RNA interference (also called RNAi) is a process of inhibiting a specific gene's expression by introducing a ribonucleic acid molecule. It helps scientists research both cells and living organisms, and has applications in medicine and biotechnology

Dr. Andrew Fire of the Carnegie Institution of Washington, and Dr. Craig C. Mello of the University of Massachusetts shared the Nobel Prize in Medicine for their discoveries about RNAi.

Mussa Ali says his contributions towards the discovery should be recognized, and that he asked both Carnegie and UMass to name him as a co-inventor. He sued both institutions in Oregon District Court in 2012, and the case was transferred to district court in Washington D.C.
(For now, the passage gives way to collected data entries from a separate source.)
//! Compiled script bodies.
//!
//! Scripts are decoded token by token into a flat blob whose operands have a
//! fixed width regardless of how the package stream encoded them. The blob
//! length must equal the size declared by the owning struct.

mod decoder;
mod opcode;

use log::debug;
use serde::Serialize;
use ureflect_stream::PackageStream;

use crate::error::BytecodeError;

pub use decoder::{BlobSource, LET_BOOL_VERSION, MAX_DEPTH, RETURN_VALUE_VERSION, ScriptSource};
pub use opcode::{FIRST_CONVERSION, FIRST_EXTENDED_NATIVE, FIRST_NATIVE, Opcode};

use decoder::ScriptDecoder;

/// One token found while walking a decoded blob.
#[derive(Debug, Clone, Copy, PartialEq, Eq, Serialize)]
pub struct TokenRecord {
    pub offset: usize,
    pub depth: usize,
    pub opcode: Opcode,
}

/// Decoded instruction blob of one struct or function.
#[derive(Debug, Clone, PartialEq, Eq)]
pub struct Script {
    version: u32,
    bytes: Vec<u8>,
    statements: Vec<usize>,
    none_name: Option<u32>,
}

impl Script {
    /// Decode `script_size` bytes of canonical output from a package stream,
    /// using the stream's format version.
    pub fn decode(stream: &mut PackageStream<'_>, script_size: usize) -> Result<Self, BytecodeError> {
        let version = stream.format_version();
        Self::decode_from(stream, script_size, version)
    }

    pub fn decode_from<S: ScriptSource>(
        source: &mut S,
        script_size: usize,
        version: u32,
    ) -> Result<Self, BytecodeError> {
        let mut decoder = ScriptDecoder::new(source, version);
        while decoder.out.len() < script_size {
            match decoder.decode_statement() {
                Ok(_) => {}
                Err(BytecodeError::Operand { source, .. }) if source.is_eof() => {
                    return Err(BytecodeError::LengthMismatch {
                        declared: script_size,
                        decoded: decoder.out.len(),
                    });
                }
                Err(err) => return Err(err),
            }
        }
        if decoder.out.len() != script_size {
            return Err(BytecodeError::LengthMismatch {
                declared: script_size,
                decoded: decoder.out.len(),
            });
        }
        debug!(
            "decoded script of {} bytes, {} statements",
            script_size,
            decoder.statements.len()
        );
        Ok(Self {
            version,
            none_name: decoder.none_name,
            bytes: decoder.out,
            statements: decoder.statements,
        })
    }

    pub fn version(&self) -> u32 {
        self.version
    }

    pub fn bytes(&self) -> &[u8] {
        &self.bytes
    }

    pub fn len(&self) -> usize {
        self.bytes.len()
    }

    pub fn is_empty(&self) -> bool {
        self.bytes.is_empty()
    }

    /// Start offsets of the top-level statements.
    pub fn statements(&self) -> &[usize] {
        &self.statements
    }

    /// Index of the statement containing byte `offset` of the blob.
    pub fn statement_index(&self, offset: usize) -> Option<usize> {
        if offset >= self.bytes.len() {
            return None;
        }
        match self.statements.binary_search(&offset) {
            Ok(index) => Some(index),
            Err(0) => None,
            Err(index) => Some(index - 1),
        }
    }

    /// Re-walk the blob, listing every token with its nesting depth.
    pub fn walk(&self) -> Result<Vec<TokenRecord>, BytecodeError> {
        let mut source = BlobSource::new(&self.bytes, self.none_name);
        let mut decoder = ScriptDecoder::new(&mut source, self.version);
        while decoder.out.len() < self.bytes.len() {
            decoder.decode_statement()?;
        }
        Ok(decoder.tokens)
    }
}
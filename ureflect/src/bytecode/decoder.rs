//! Token decoder shared by package streams and decoded blobs.
//!
//! Object and name operands are re-emitted as 4-byte values; everything
//! else is copied at its encoded width.

use std::io::{self, Cursor};

use byteorder::{LittleEndian, ReadBytesExt};
use ureflect_stream::{PackageStream, StreamError};

use super::opcode::Opcode;
use super::TokenRecord;
use crate::error::BytecodeError;

type Result<T> = std::result::Result<T, BytecodeError>;

/// Deepest expression nesting accepted before the input is rejected.
pub const MAX_DEPTH: usize = 64;
/// First format version whose `Return` carries a value expression.
pub const RETURN_VALUE_VERSION: u32 = 62;
/// First format version whose `LetBool` takes two expressions.
pub const LET_BOOL_VERSION: u32 = 64;

/// Operand reads a script decoder needs. Package streams carry object and
/// name references as compact indices; decoded blobs carry them as 4-byte
/// values.
pub trait ScriptSource {
    fn read_u8(&mut self) -> std::result::Result<u8, StreamError>;
    fn read_u16(&mut self) -> std::result::Result<u16, StreamError>;
    fn read_u32(&mut self) -> std::result::Result<u32, StreamError>;
    fn read_object(&mut self) -> std::result::Result<i32, StreamError>;
    fn read_name(&mut self) -> std::result::Result<u32, StreamError>;
    fn is_none_name(&self, name: u32) -> bool;
    /// Bytes up to the next NUL; the NUL is consumed but not returned.
    fn read_bytes_z(&mut self) -> std::result::Result<Vec<u8>, StreamError>;
    fn read_units_z(&mut self) -> std::result::Result<Vec<u16>, StreamError>;
}

impl ScriptSource for PackageStream<'_> {
    fn read_u8(&mut self) -> std::result::Result<u8, StreamError> {
        PackageStream::read_u8(self)
    }

    fn read_u16(&mut self) -> std::result::Result<u16, StreamError> {
        PackageStream::read_u16(self)
    }

    fn read_u32(&mut self) -> std::result::Result<u32, StreamError> {
        PackageStream::read_u32(self)
    }

    fn read_object(&mut self) -> std::result::Result<i32, StreamError> {
        PackageStream::read_object(self).map(|reference| reference.0)
    }

    fn read_name(&mut self) -> std::result::Result<u32, StreamError> {
        PackageStream::read_name(self).map(|name| name.0)
    }

    fn is_none_name(&self, name: u32) -> bool {
        self.names().is_none(ureflect_stream::NameId(name))
    }

    fn read_bytes_z(&mut self) -> std::result::Result<Vec<u8>, StreamError> {
        PackageStream::read_bytes_z(self).map(<[u8]>::to_vec)
    }

    fn read_units_z(&mut self) -> std::result::Result<Vec<u16>, StreamError> {
        PackageStream::read_units_z(self)
    }
}

/// Reads a blob previously produced by the decoder.
///
/// The blob keeps label names as package name indices, so the index that
/// ended the label tables during decoding must be supplied.
#[derive(Debug, Clone)]
pub struct BlobSource<'a> {
    cursor: Cursor<&'a [u8]>,
    none_name: Option<u32>,
}

impl<'a> BlobSource<'a> {
    pub fn new(bytes: &'a [u8], none_name: Option<u32>) -> Self {
        Self {
            cursor: Cursor::new(bytes),
            none_name,
        }
    }

    fn fixed<T>(
        &mut self,
        wanted: usize,
        read: impl FnOnce(&mut Cursor<&'a [u8]>) -> io::Result<T>,
    ) -> std::result::Result<T, StreamError> {
        let offset = self.cursor.position();
        read(&mut self.cursor).map_err(|_| StreamError::UnexpectedEof { offset, wanted })
    }
}

impl ScriptSource for BlobSource<'_> {
    fn read_u8(&mut self) -> std::result::Result<u8, StreamError> {
        self.fixed(1, |cursor| cursor.read_u8())
    }

    fn read_u16(&mut self) -> std::result::Result<u16, StreamError> {
        self.fixed(2, |cursor| cursor.read_u16::<LittleEndian>())
    }

    fn read_u32(&mut self) -> std::result::Result<u32, StreamError> {
        self.fixed(4, |cursor| cursor.read_u32::<LittleEndian>())
    }

    fn read_object(&mut self) -> std::result::Result<i32, StreamError> {
        self.fixed(4, |cursor| cursor.read_i32::<LittleEndian>())
    }

    fn read_name(&mut self) -> std::result::Result<u32, StreamError> {
        self.read_u32()
    }

    fn is_none_name(&self, name: u32) -> bool {
        self.none_name == Some(name)
    }

    fn read_bytes_z(&mut self) -> std::result::Result<Vec<u8>, StreamError> {
        let mut bytes = Vec::new();
        loop {
            match self.read_u8()? {
                0 => return Ok(bytes),
                byte => bytes.push(byte),
            }
        }
    }

    fn read_units_z(&mut self) -> std::result::Result<Vec<u16>, StreamError> {
        let mut units = Vec::new();
        loop {
            match self.read_u16()? {
                0 => return Ok(units),
                unit => units.push(unit),
            }
        }
    }
}

/// Recursive single-token decoder. Every token is re-emitted into `out` in
/// the canonical operand layout.
pub(crate) struct ScriptDecoder<'s, S: ScriptSource> {
    source: &'s mut S,
    version: u32,
    depth: usize,
    pub out: Vec<u8>,
    pub statements: Vec<usize>,
    pub tokens: Vec<TokenRecord>,
    /// Name index that terminated the last label table.
    pub none_name: Option<u32>,
}

impl<'s, S: ScriptSource> ScriptDecoder<'s, S> {
    pub fn new(source: &'s mut S, version: u32) -> Self {
        Self {
            source,
            version,
            depth: 0,
            out: Vec::new(),
            statements: Vec::new(),
            tokens: Vec::new(),
            none_name: None,
        }
    }

    pub fn decode_statement(&mut self) -> Result<Opcode> {
        self.statements.push(self.out.len());
        self.decode_token()
    }

    fn decode_token(&mut self) -> Result<Opcode> {
        let offset = self.out.len();
        if self.depth >= MAX_DEPTH {
            return Err(BytecodeError::DepthExceeded {
                limit: MAX_DEPTH,
                offset,
            });
        }
        self.depth += 1;
        let result = self.decode_body(offset);
        self.depth -= 1;
        result
    }

    fn decode_body(&mut self, offset: usize) -> Result<Opcode> {
        let byte = self
            .source
            .read_u8()
            .map_err(|source| BytecodeError::Operand {
                opcode: "opcode",
                offset,
                source,
            })?;
        let op = Opcode::from_byte(byte).ok_or(BytecodeError::UnknownOpcode {
            opcode: byte,
            offset,
        })?;
        self.tokens.push(TokenRecord {
            offset,
            depth: self.depth - 1,
            opcode: op,
        });
        self.out.push(byte);

        match op {
            Opcode::LocalVariable
            | Opcode::InstanceVariable
            | Opcode::DefaultVariable
            | Opcode::NativeParm
            | Opcode::ObjectConst => self.object(op)?,
            Opcode::Return => {
                if self.version >= RETURN_VALUE_VERSION {
                    self.decode_token()?;
                }
            }
            Opcode::Switch => {
                self.copy_u8(op)?;
                self.decode_token()?;
            }
            Opcode::Jump => {
                self.copy_u16(op)?;
            }
            Opcode::JumpIfNot | Opcode::Assert | Opcode::Skip => {
                self.copy_u16(op)?;
                self.decode_token()?;
            }
            Opcode::Case => {
                if self.copy_u16(op)? != 0xffff {
                    self.decode_token()?;
                }
            }
            Opcode::LabelTable => loop {
                let name = self.name(op)?;
                self.copy_u32(op)?;
                if self.source.is_none_name(name) {
                    self.none_name = Some(name);
                    break;
                }
            },
            Opcode::GotoLabel | Opcode::EatString | Opcode::BoolVariable | Opcode::Conversion(_) => {
                self.decode_token()?;
            }
            Opcode::Let | Opcode::DynArrayElement | Opcode::ArrayElement => {
                self.decode_token()?;
                self.decode_token()?;
            }
            Opcode::New => {
                for _ in 0..4 {
                    self.decode_token()?;
                }
            }
            Opcode::ClassContext | Opcode::Context => {
                self.decode_token()?;
                self.copy_u16(op)?;
                self.copy_u8(op)?;
                self.decode_token()?;
            }
            Opcode::MetaCast | Opcode::DynamicCast | Opcode::StructMember => {
                self.object(op)?;
                self.decode_token()?;
            }
            Opcode::LetBool => {
                if self.version >= LET_BOOL_VERSION {
                    self.decode_token()?;
                } else {
                    self.object(op)?;
                }
                self.decode_token()?;
            }
            Opcode::VirtualFunction | Opcode::GlobalFunction => {
                self.name(op)?;
                self.parameters()?;
            }
            Opcode::FinalFunction => {
                self.object(op)?;
                self.parameters()?;
            }
            Opcode::IntConst | Opcode::FloatConst => {
                self.copy_u32(op)?;
            }
            Opcode::RotationConst | Opcode::VectorConst => {
                for _ in 0..3 {
                    self.copy_u32(op)?;
                }
            }
            Opcode::ByteConst | Opcode::IntConstByte => {
                self.copy_u8(op)?;
            }
            Opcode::StringConst => {
                let bytes = self.operand(op, S::read_bytes_z)?;
                self.out.extend_from_slice(&bytes);
                self.out.push(0);
            }
            Opcode::UnicodeStringConst => {
                let units = self.operand(op, S::read_units_z)?;
                for unit in units.into_iter().chain([0]) {
                    self.out.extend_from_slice(&unit.to_le_bytes());
                }
            }
            Opcode::NameConst => {
                self.name(op)?;
            }
            Opcode::Iterator => {
                self.decode_token()?;
                self.copy_u16(op)?;
            }
            Opcode::StructCmpEq | Opcode::StructCmpNe => {
                self.object(op)?;
                self.decode_token()?;
                self.decode_token()?;
            }
            Opcode::ExtendedNative(_) => {
                self.copy_u8(op)?;
                self.parameters()?;
            }
            Opcode::Native(_) => self.parameters()?,
            Opcode::Stop
            | Opcode::Nothing
            | Opcode::EndFunctionParms
            | Opcode::SelfRef
            | Opcode::IntZero
            | Opcode::IntOne
            | Opcode::True
            | Opcode::False
            | Opcode::NoObject
            | Opcode::IteratorPop
            | Opcode::IteratorNext => {}
        }
        Ok(op)
    }

    /// Argument expressions up to and including `EndFunctionParms`.
    fn parameters(&mut self) -> Result<()> {
        while self.decode_token()? != Opcode::EndFunctionParms {}
        Ok(())
    }

    fn operand<T>(
        &mut self,
        op: Opcode,
        read: impl FnOnce(&mut S) -> std::result::Result<T, StreamError>,
    ) -> Result<T> {
        let offset = self.out.len();
        read(&mut *self.source).map_err(|source| BytecodeError::Operand {
            opcode: op.name(),
            offset,
            source,
        })
    }

    fn copy_u8(&mut self, op: Opcode) -> Result<u8> {
        let value = self.operand(op, S::read_u8)?;
        self.out.push(value);
        Ok(value)
    }

    fn copy_u16(&mut self, op: Opcode) -> Result<u16> {
        let value = self.operand(op, S::read_u16)?;
        self.out.extend_from_slice(&value.to_le_bytes());
        Ok(value)
    }

    fn copy_u32(&mut self, op: Opcode) -> Result<u32> {
        let value = self.operand(op, S::read_u32)?;
        self.out.extend_from_slice(&value.to_le_bytes());
        Ok(value)
    }

    fn object(&mut self, op: Opcode) -> Result<()> {
        let reference = self.operand(op, S::read_object)?;
        self.out.extend_from_slice(&reference.to_le_bytes());
        Ok(())
    }

    fn name(&mut self, op: Opcode) -> Result<u32> {
        let name = self.operand(op, S::read_name)?;
        self.out.extend_from_slice(&name.to_le_bytes());
        Ok(name)
    }
}
use serde::Serialize;
use ureflect_stream::{NameId, ObjectHandle, Package};

/// Owned snapshot of one property element.
///
/// Struct values list members in layout order, each with one value per
/// array element.
#[derive(Debug, Clone, PartialEq, Serialize)]
pub enum Value {
    Byte(u8),
    Int(i32),
    Bool(bool),
    Float(f32),
    Name(NameId),
    Object(ObjectHandle),
    Str(String),
    Struct(Vec<(String, Vec<Value>)>),
    Array(Vec<Value>),
    Map(Vec<(Value, Value)>),
}

impl Value {
    pub fn kind(&self) -> &'static str {
        match self {
            Value::Byte(_) => "byte",
            Value::Int(_) => "int",
            Value::Bool(_) => "bool",
            Value::Float(_) => "float",
            Value::Name(_) => "name",
            Value::Object(_) => "object",
            Value::Str(_) => "str",
            Value::Struct(_) => "struct",
            Value::Array(_) => "array",
            Value::Map(_) => "map",
        }
    }

    /// Text form in the runtime's config syntax, e.g. `(X=1.000000,Y=0.000000)`.
    pub fn render(&self, package: &Package) -> String {
        match self {
            Value::Byte(v) => v.to_string(),
            Value::Int(v) => v.to_string(),
            Value::Bool(true) => "True".to_string(),
            Value::Bool(false) => "False".to_string(),
            Value::Float(v) => format!("{v:.6}"),
            Value::Name(id) => package.names().get(*id).unwrap_or("None").to_string(),
            Value::Object(handle) => package.objects().describe(*handle, package.names()),
            Value::Str(text) => format!("\"{text}\""),
            Value::Struct(members) => {
                let mut parts = Vec::new();
                for (name, values) in members {
                    if let [single] = values.as_slice() {
                        parts.push(format!("{name}={}", single.render(package)));
                    } else {
                        for (index, item) in values.iter().enumerate() {
                            parts.push(format!("{name}[{index}]={}", item.render(package)));
                        }
                    }
                }
                format!("({})", parts.join(","))
            }
            Value::Array(items) => {
                let parts: Vec<String> = items.iter().map(|item| item.render(package)).collect();
                format!("({})", parts.join(","))
            }
            Value::Map(entries) => {
                let parts: Vec<String> = entries
                    .iter()
                    .map(|(key, value)| format!("{}={}", key.render(package), value.render(package)))
                    .collect();
                format!("({})", parts.join(","))
            }
        }
    }
}

#[cfg(test)]
mod tests {
    use super::*;

    #[test]
    fn renders_nested_values() {
        let mut package = Package::new(69);
        let tag = package.names_mut().intern("Tag");
        let value = Value::Struct(vec![
            ("X".into(), vec![Value::Float(1.0)]),
            ("Flags".into(), vec![Value::Bool(true), Value::Bool(false)]),
            ("Tag".into(), vec![Value::Name(tag)]),
        ]);
        assert_eq!(
            value.render(&package),
            "(X=1.000000,Flags[0]=True,Flags[1]=False,Tag=Tag)"
        );
        assert_eq!(Value::Object(ObjectHandle::NULL).render(&package), "None");
        assert_eq!(
            Value::Array(vec![Value::Str("a".into()), Value::Int(-2)]).render(&package),
            "(\"a\",-2)"
        );
    }
}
Carnegie moved to dismiss the case because UMass could not be joined to it, and the case cannot continue "in equity and good conscience" without the other university.

U.S. District Judge Rudolph Contreras agreed with Carnegie.

"Due to UMass's ownership interest in the patents whose inventorship the plaintiff now challenges, the court finds that UMass is a required party that must be joined if feasible," the judge wrote.

"UMass and Carnegie are co-owners of the patents. UMass's ability to protect its interests in the patents could be impaired or impeded in its absence."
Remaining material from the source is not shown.